I often have some grand ideas for the farm. They range from grandiose to simple, but to me, each and every one are ‘great’! That is, until I really sit down and think about the cost, the work involved, the space they will take up or the look on The Country Boy’s face when I tell him what I am thinking. Like Sheep. Personally, I think that was one of my better ideas – I mean, just think about it. All that wool in my backyard, just waiting to be spun into some luxurious yarn, and then weaving those skeins into something fabulous. See? Isn’t it a great idea? Well, it was, until I thought about the cost, the work involved, the space…..sorry. I’m not going to reveal exactly what the Country Boy said.

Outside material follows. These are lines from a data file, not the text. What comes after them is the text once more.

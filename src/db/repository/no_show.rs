use chrono::{NaiveDate, NaiveDateTime};
use rusqlite::{params, Connection};
use uuid::Uuid;

use super::{parse_date, parse_uuid};
use crate::db::DatabaseError;
use crate::models::*;

/// Appends a no-show entry. History is never updated in place.
pub fn insert_no_show(
    conn: &Connection,
    patient_id: &Uuid,
    appointment_id: &Uuid,
    date: &NaiveDate,
) -> Result<Uuid, DatabaseError> {
    let id = Uuid::new_v4();
    conn.execute(
        "INSERT INTO no_show_history (id, patient_id, appointment_id, date)
         VALUES (?1, ?2, ?3, ?4)",
        params![
            id.to_string(),
            patient_id.to_string(),
            appointment_id.to_string(),
            date.to_string(),
        ],
    )?;
    Ok(id)
}

/// True when the patient has at least one no-show dated on or after `since`.
pub fn has_no_show_since(
    conn: &Connection,
    patient_id: &Uuid,
    since: &NaiveDate,
) -> Result<bool, DatabaseError> {
    let count: i64 = conn.query_row(
        "SELECT COUNT(*) FROM no_show_history WHERE patient_id = ?1 AND date >= ?2",
        params![patient_id.to_string(), since.to_string()],
        |row| row.get(0),
    )?;
    Ok(count > 0)
}

/// Full history for a patient, most recent first.
pub fn list_no_shows_for_patient(
    conn: &Connection,
    patient_id: &Uuid,
) -> Result<Vec<NoShowRecord>, DatabaseError> {
    let mut stmt = conn.prepare(
        "SELECT id, patient_id, appointment_id, date, created_at
         FROM no_show_history WHERE patient_id = ?1
         ORDER BY date DESC, created_at DESC",
    )?;

    let rows = stmt.query_map(params![patient_id.to_string()], |row| {
        Ok((
            row.get::<_, String>(0)?,
            row.get::<_, String>(1)?,
            row.get::<_, String>(2)?,
            row.get::<_, String>(3)?,
            row.get::<_, NaiveDateTime>(4)?,
        ))
    })?;

    let mut records = Vec::new();
    for row in rows {
        let (id, patient_id, appointment_id, date, created_at) = row?;
        records.push(NoShowRecord {
            id: parse_uuid(&id)?,
            patient_id: parse_uuid(&patient_id)?,
            appointment_id: parse_uuid(&appointment_id)?,
            date: parse_date(&date)?,
            created_at,
        });
    }
    Ok(records)
}
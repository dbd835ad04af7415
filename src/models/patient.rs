use chrono::NaiveDateTime;
use serde::{Deserialize, Serialize};
use uuid::Uuid;

#[derive(Debug, Clone, PartialEq, Serialize, Deserialize)]
pub struct Patient {
    pub id: Uuid,
    #[serde(rename = "nombre")]
    pub name: String,
    #[serde(rename = "telefono")]
    pub phone: String,
    #[serde(default, skip_serializing_if = "Option::is_none")]
    pub email: Option<String>,
    #[serde(rename = "notas", default, skip_serializing_if = "Option::is_none")]
    pub notes: Option<String>,
    #[serde(rename = "createdAt")]
    pub created_at: NaiveDateTime,
    #[serde(rename = "updatedAt")]
    pub updated_at: NaiveDateTime,
}

impl Patient {
    /// First word of the name, used to address the patient in messages.
    pub fn first_name(&self) -> &str {
        self.name.split_whitespace().next().unwrap_or("")
    }
}

/// Fields supplied when registering a patient.
#[derive(Debug, Clone, Default, Serialize, Deserialize)]
pub struct NewPatient {
    #[serde(rename = "nombre")]
    pub name: String,
    #[serde(rename = "telefono")]
    pub phone: String,
    #[serde(default)]
    pub email: Option<String>,
    #[serde(rename = "notas", default)]
    pub notes: Option<String>,
}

But every once in a while, I do have a great idea that fits all the criteria. The latest one was bees. It took a little over a year from the idea to implementation, but, as of Saturday I am officially a beekeeper. True, I have had my bees for about a month, but they were finally able to move into their permanent hives yesterday. Thanks to my wonderful bee mentors, Johnny, Audi and Elaine.
We headed to the hives early in the morning through dew-laced grass. Both nucs showed strong signs of activity. I was armed to the teeth with my Michelin Man bee suit and gloves. My hive tool was in the handy pocket on the leg and I had four frames for the new hives in the box on the four wheeler. I was ready for my first lesson.
It is all too easy to get lost in the moment when keeping bees. I was so focused on listening to Johnny as he instructed me on how to remove the frames full of bees, then watching and imitating him as we gently removed propolis that I wouldn’t have noticed a Louisiana Black Bear approach to steal the honey from those hives. Apparently, the bees had built comb across two frames, and it required cutting some of it out, separating some of it and scraping other pieces. We eased them out and dropped those chunks into a plastic bag.
It took close to an hour to relocate both nucs. I grinned as each frame slipped into place in their new box. I sighed with sorrow at finding out that each time I did something like this, I would lose 10% of my bees. I felt the electric current of excitement as I saw the queens for the first time. I felt the stirring of pride when I could identify between the drones and the workers, and I stood in sheer amazement as Johnny pointed out the difference between royal jelly and pollen. I was also amazed as I noticed Elaine at three years old, standing close by, ready to assist, in her own similar bee armor.
The most amazing part of all of it was when I learned I would actually get to sample some of the first honey from the hive. Originally, it was understood that honey wouldn’t be available until fall at the earliest, with a more realistic expectation of spring. Imagine my delight when Johnny told me all those small pieces of comb we had to remove were filled with that liquid gold and ready to harvest.
So, not only did I get a lesson in moving nucs to a hive, but I also got a lesson in honey harvest. As the honey slowly drained through the cheesecloth into a canning jar, Johnny and Audi pointed out the things I would need to remember: at the end of the day, nothing would be wasted. The plastic bag in which we carried those comb pieces to the house could be laid outside and the bees would clean up the honey. The pan we put the comb into to squeeze out the honey could go, along with the left over comb. Even my honey-dripping gloves were laid out on the four-wheeler would be stripped of honey by the end of the day.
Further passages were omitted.